Records for the task:
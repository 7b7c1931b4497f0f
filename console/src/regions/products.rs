//! Product catalog region.

use crate::region::RegionItem;
use crate::types::{ProductId, ProductRecord, ProductStatus};
use std::cmp::Ordering;

/// Sortable product columns
#[derive(Debug, Clone, Copy, PartialEq, Eq)]
pub enum ProductSortField {
    /// Product name
    Name,
    /// Gross merchandise value
    Gmv,
    /// Paid orders
    Orders,
    /// Price
    Price,
    /// Creation time
    CreatedAt,
}

/// Structured product filter
#[derive(Debug, Clone, Default, PartialEq, Eq)]
pub struct ProductFilter {
    /// Only this status
    pub status: Option<ProductStatus>,
}

fn product_name(product: &ProductRecord) -> &str {
    &product.name
}

fn product_owner(product: &ProductRecord) -> &str {
    &product.owner_name
}

impl RegionItem for ProductRecord {
    type Id = ProductId;
    type SortField = ProductSortField;
    type Filter = ProductFilter;

    const SEARCH_FIELDS: &'static [fn(&Self) -> &str] = &[product_name, product_owner];
    const DEFAULT_SORT: ProductSortField = ProductSortField::Gmv;

    fn id(&self) -> &ProductId {
        &self.id
    }

    fn compare(a: &Self, b: &Self, field: ProductSortField) -> Ordering {
        match field {
            ProductSortField::Name => a.name.to_lowercase().cmp(&b.name.to_lowercase()),
            ProductSortField::Gmv => a.total_gmv.cmp(&b.total_gmv),
            ProductSortField::Orders => a.orders_count.cmp(&b.orders_count),
            ProductSortField::Price => a.price.cmp(&b.price),
            ProductSortField::CreatedAt => a.created_at.cmp(&b.created_at),
        }
    }

    fn matches(&self, filter: &ProductFilter) -> bool {
        filter.status.is_none_or(|status| self.status == status)
    }
}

What you are asked to do: A line belongs in the answer if it contains the word "const"; please copy each such line from the material.

Solution for this task:
    const SEARCH_FIELDS: &'static [fn(&Self) -> &str] = &[product_name, product_owner];
    const DEFAULT_SORT: ProductSortField = ProductSortField::Gmv;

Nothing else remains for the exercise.